I haven’t been inspired for the most part this year. When life was more hectic, I hardly had the time to ponder but now it’s a different story.
This year, particularly after the big move, I seemed to have more time to think about where we are headed as a family — and me as a parent.
Maybe because we rebooted ourselves? All of a sudden there aren’t many stuff and bills to tether us down — no car payments, no mortgage, no insurance payments, no house improvements to plan for, etc.
Since having a kid our savings barely moved up. With our lightness now and with more money left to save, we’ve saved an amount that we couldn’t get to for 3 years.
I’ve told my husband the discontent I’ve had about working 40 hours a week. I like what I do in my career but it’s just not engaging me anymore. For the most part, I feel like a robot at work.
I’ve played with ideas about being a stay-at-home mom, teaching toddlers, and playing with my kid in such silliness. Mainly because if I do decide to stop working, I know I need to do something that has a purpose. It must be about something that makes me not notice the time or require me to work 8 hours a day.
I know this is not being lazy because it’s not.
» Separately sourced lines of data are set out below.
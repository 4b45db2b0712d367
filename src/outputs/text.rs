//! Plain-text listing of the current page.

use crate::models::{Article, Category};
use crate::store::Snapshot;
use crate::view::{Layout, UiState};
use std::fmt::Write;

const EXCERPT_CHARS: usize = 160;

fn card(out: &mut String, article: &Article) {
    let _ = writeln!(out, "{}", article.title);
    let _ = writeln!(
        out,
        "  {} | {} | {} | {} min read",
        article.category,
        if article.author.is_empty() { "Unknown author" } else { article.author.as_str() },
        article.display_date(),
        article.read_time_minutes()
    );
    let excerpt = article.excerpt(EXCERPT_CHARS);
    if !excerpt.is_empty() {
        let _ = writeln!(out, "  {excerpt}");
    }
    let _ = writeln!(out, "  {}", article.url);
}

pub fn render(snapshot: &Snapshot, ui: &UiState) -> String {
    let mut out = String::new();

    if let Some(error) = &snapshot.error {
        let _ = writeln!(out, "! {error}");
    }

    let _ = writeln!(
        out,
        "Page {} of {} ({} articles)",
        snapshot.current_page,
        snapshot.total_pages.max(1),
        snapshot.total
    );
    if ui.active_category != Category::All || !ui.search_query.trim().is_empty() {
        let _ = writeln!(
            out,
            "Filter: {} / \"{}\"",
            ui.active_category,
            ui.search_query.trim()
        );
    }
    let _ = writeln!(out);

    let layout = Layout::arrange(&snapshot.articles, ui);
    match layout.featured {
        None => {
            let _ = writeln!(out, "No articles to show.");
        }
        Some(featured) => {
            let _ = write!(out, "[Featured] ");
            card(&mut out, featured);
            for article in &layout.grid {
                let _ = writeln!(out);
                card(&mut out, article);
            }
        }
    }

    out
}

#[cfg(test)]
mod tests {
    use super::*;
    use crate::models::ArticleId;
    use chrono::{TimeZone, Utc};

    fn snapshot(articles: Vec<Article>, error: Option<&str>) -> Snapshot {
        Snapshot {
            total: articles.len() as u64,
            articles,
            current_page: 1,
            total_pages: 1,
            page_size: 6,
            is_loading: false,
            is_refreshing: false,
            error: error.map(str::to_string),
        }
    }

    fn article(id: i64, title: &str, category: Category) -> Article {
        Article {
            id: ArticleId::Number(id),
            title: title.to_string(),
            content: "Exploring the latest trends in web development.".to_string(),
            author: "Alex Rivera".to_string(),
            date: Utc.with_ymd_and_hms(2025, 2, 15, 0, 0, 0).unwrap(),
            url: format!("https://example.com/{id}"),
            category,
        }
    }

    #[test]
    fn test_featured_first() {
        let snap = snapshot(
            vec![
                article(1, "The Future of Web Development", Category::Technology),
                article(2, "Minimalist Design Principles", Category::Design),
            ],
            None,
        );
        let text = render(&snap, &UiState::default());

        assert!(text.starts_with("Page 1 of 1 (2 articles)"));
        assert!(text.contains("[Featured] The Future of Web Development"));
        assert!(text.contains("Technology | Alex Rivera | Feb 15, 2025 | 1 min read"));
        let featured = text.find("The Future").unwrap();
        let second = text.find("Minimalist").unwrap();
        assert!(featured < second);
    }

    #[test]
    fn test_error_and_empty_listing() {
        let snap = snapshot(vec![], Some("Could not reach the content server."));
        let text = render(&snap, &UiState::default());

        assert!(text.starts_with("! Could not reach the content server."));
        assert!(text.contains("No articles to show."));
    }

    #[test]
    fn test_filter_line_shown_when_filtering() {
        let snap = snapshot(vec![article(1, "A", Category::Design)], None);
        let mut ui = UiState::default();
        ui.set_search("design");
        let text = render(&snap, &ui);
        assert!(text.contains("Filter: All / \"design\""));
    }
}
I want to spend MORE time with my toddler who’s growing fast. This led me to calculate the amount of time my husband and I individually spend with our child. We both work 8 hours a day, 5 days a week.
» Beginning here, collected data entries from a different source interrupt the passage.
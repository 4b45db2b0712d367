//! # blogverse
//!
//! Content acquisition for a blog reading interface: one page of articles at a
//! time, fetched from a local content API, with an explicit loading/refresh
//! lifecycle the view layer renders from.
//!
//! ## Architecture
//!
//! - [`api`]: the [`ContentApi`] seam and its HTTP implementation
//! - [`store`]: [`ContentStore`], which owns the current page and its status
//! - [`view`]: UI state, intents, filtering and the intent dispatcher
//! - [`scroll`] / [`newsletter`]: pure helpers for the remaining page widgets
//! - [`outputs`]: text and JSON renderings used by the CLI
//!
//! ## Usage
//!
//! ```ignore
//! let api = HttpContentApi::new("http://localhost:5000")?;
//! let store = ContentStore::new(api, 6);
//! store.load_page(1, 6).await;
//! store.set_page(2).await;
//! let snapshot = store.snapshot();
//! ```

pub mod api;
pub mod cli;
pub mod config;
pub mod error;
pub mod models;
pub mod newsletter;
pub mod outputs;
pub mod scroll;
pub mod store;
pub mod utils;
pub mod view;

pub use api::{ContentApi, HttpContentApi};
pub use config::ClientConfig;
pub use error::{ContentError, Result};
pub use models::{Article, ArticleId, Category, ContentPage};
pub use store::{ContentStore, LoadOutcome, Snapshot, Status};
pub use view::{Dispatcher, Intent, UiState};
A week has 168 hours, 56 of which are spent on sleeping. The little man is usually asleep between 9 and 9:30pm (with almost 2 hours of nap daily). So, we each get to spend 59 hours a week with our child and this, to me, is unfair when I’m not even completely happy spending 40 hours a week at work that is not inspiring me anymore! Weekends become extremely busy with catching up on laundry and spending as much quality time as possible with our little man.
I don’t have romantic notions that if I were a SAHM that I would be constantly with my child and doing so many things. On quiet weekends, we have a number of concentrated fun times with him that have in-between times spent doing our own things.
Missing so much of his growth worries me, despite the fact that we’re very engaged parents. I wish I knew what I would want to do when I can stop working. I mentioned to Jonno that once we pay off his student loan, I can entertain the idea more. For now I’ll spend some of my time thinking of what I can and want to do when I stop working for money.